▸ **Activity**
All of the data that follows needs to be printed again, exactly as it reads.

▸ **Task input**
//! Fly destination picking layered on the region map.

use super::scene::MapScene;
use super::{Continuation, Permissions, SessionExit};
use crate::display::{DisplayDriver, HelpSlot, HelpText, SoundCue};
use crate::env::{RegionMapEnv, resolve_fly_destination};
use crate::types::{Layer, SectionId, SectionType};

/// What an A press did in fly mode.
#[derive(Clone, Copy, Debug, PartialEq, Eq)]
pub enum FlyChoice {
    /// Nothing flyable under the cursor.
    Ignored,
    /// The player stands somewhere fly cannot start from; the map closes without a destination.
    Blocked,
    Selected(SectionId),
}

impl FlyChoice {
    /// True when the choice ends the input loop.
    pub fn closes_map(self) -> bool {
        !matches!(self, FlyChoice::Ignored)
    }
}

#[derive(Clone, Debug, Default, PartialEq, Eq)]
pub struct FlyOverlaySession {
    destination: Option<SectionId>,
}

impl FlyOverlaySession {
    pub fn new() -> Self {
        Self::default()
    }

    pub fn selected_destination(&self) -> Option<SectionId> {
        self.destination
    }

    /// Sound and help text after the cursor lands on a cell.
    pub(crate) fn move_end(&self, scene: &MapScene, env: &RegionMapEnv<'_>, driver: &mut dyn DisplayDriver) {
        let surface = scene.cursor.section_type(Layer::Surface);
        if surface == SectionType::Visited {
            driver.play_sound(SoundCue::FlyHover);
        } else {
            scene.move_end_sound(env, driver);
        }

        let help = if scene.cursor.is_on_cancel() {
            driver.play_sound(SoundCue::ButtonHover);
            HelpText::AButtonCancel
        } else if is_flyable(surface) {
            HelpText::AButtonOk
        } else {
            HelpText::Blank
        };
        driver.print_help(HelpSlot::Right, help);
    }

    /// Handles an A press on the current cell.
    pub(crate) fn confirm(
        &mut self,
        scene: &MapScene,
        env: &RegionMapEnv<'_>,
        driver: &mut dyn DisplayDriver,
    ) -> FlyChoice {
        let surface = scene.cursor.section_type(Layer::Surface);
        if !is_flyable(surface) || !scene.permissions.contains(Permissions::FLY_DESTINATIONS) {
            return FlyChoice::Ignored;
        }

        let kind = env.overworld.current_map_kind();
        if kind.blocks_fly() {
            self.destination = None;
            tracing::debug!(%kind, "fly is unavailable from this map kind");
            return FlyChoice::Blocked;
        }

        driver.play_sound(SoundCue::FlyConfirm);
        let section = scene.cursor.section(Layer::Surface);
        self.destination = Some(section);
        tracing::debug!(%section, "fly destination selected");
        FlyChoice::Selected(section)
    }

    /// Exit for a fly session: a warp back to the field when a destination
    /// resolves, `otherwise` when nothing was chosen or the table has no entry.
    pub fn finish(&self, env: &RegionMapEnv<'_>, otherwise: Continuation) -> SessionExit {
        let warp = self
            .destination
            .and_then(|section| resolve_fly_destination(env.fly, section));
        match warp {
            Some(warp) => SessionExit {
                continuation: Continuation::ReturnToField,
                warp: Some(warp),
            },
            None => SessionExit::new(otherwise),
        }
    }
}

fn is_flyable(section_type: SectionType) -> bool {
    matches!(section_type, SectionType::Visited | SectionType::Unknown)
}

▸ **Reply to the task**
//! Fly destination picking layered on the region map.

use super::scene::MapScene;
use super::{Continuation, Permissions, SessionExit};
use crate::display::{DisplayDriver, HelpSlot, HelpText, SoundCue};
use crate::env::{RegionMapEnv, resolve_fly_destination};
use crate::types::{Layer, SectionId, SectionType};

/// What an A press did in fly mode.
#[derive(Clone, Copy, Debug, PartialEq, Eq)]
pub enum FlyChoice {
    /// Nothing flyable under the cursor.
    Ignored,
    /// The player stands somewhere fly cannot start from; the map closes without a destination.
    Blocked,
    Selected(SectionId),
}

impl FlyChoice {
    /// True when the choice ends the input loop.
    pub fn closes_map(self) -> bool {
        !matches!(self, FlyChoice::Ignored)
    }
}

#[derive(Clone, Debug, Default, PartialEq, Eq)]
pub struct FlyOverlaySession {
    destination: Option<SectionId>,
}

impl FlyOverlaySession {
    pub fn new() -> Self {
        Self::default()
    }

    pub fn selected_destination(&self) -> Option<SectionId> {
        self.destination
    }

    /// Sound and help text after the cursor lands on a cell.
    pub(crate) fn move_end(&self, scene: &MapScene, env: &RegionMapEnv<'_>, driver: &mut dyn DisplayDriver) {
        let surface = scene.cursor.section_type(Layer::Surface);
        if surface == SectionType::Visited {
            driver.play_sound(SoundCue::FlyHover);
        } else {
            scene.move_end_sound(env, driver);
        }

        let help = if scene.cursor.is_on_cancel() {
            driver.play_sound(SoundCue::ButtonHover);
            HelpText::AButtonCancel
        } else if is_flyable(surface) {
            HelpText::AButtonOk
        } else {
            HelpText::Blank
        };
        driver.print_help(HelpSlot::Right, help);
    }

    /// Handles an A press on the current cell.
    pub(crate) fn confirm(
        &mut self,
        scene: &MapScene,
        env: &RegionMapEnv<'_>,
        driver: &mut dyn DisplayDriver,
    ) -> FlyChoice {
        let surface = scene.cursor.section_type(Layer::Surface);
        if !is_flyable(surface) || !scene.permissions.contains(Permissions::FLY_DESTINATIONS) {
            return FlyChoice::Ignored;
        }

        let kind = env.overworld.current_map_kind();
        if kind.blocks_fly() {
            self.destination = None;
            tracing::debug!(%kind, "fly is unavailable from this map kind");
            return FlyChoice::Blocked;
        }

        driver.play_sound(SoundCue::FlyConfirm);
        let section = scene.cursor.section(Layer::Surface);
        self.destination = Some(section);
        tracing::debug!(%section, "fly destination selected");
        FlyChoice::Selected(section)
    }

    /// Exit for a fly session: a warp back to the field when a destination
    /// resolves, `otherwise` when nothing was chosen or the table has no entry.
    pub fn finish(&self, env: &RegionMapEnv<'_>, otherwise: Continuation) -> SessionExit {
        let warp = self
            .destination
            .and_then(|section| resolve_fly_destination(env.fly, section));
        match warp {
            Some(warp) => SessionExit {
                continuation: Continuation::ReturnToField,
                warp: Some(warp),
            },
            None => SessionExit::new(otherwise),
        }
    }
}

fn is_flyable(section_type: SectionType) -> bool {
    matches!(section_type, SectionType::Visited | SectionType::Unknown)
}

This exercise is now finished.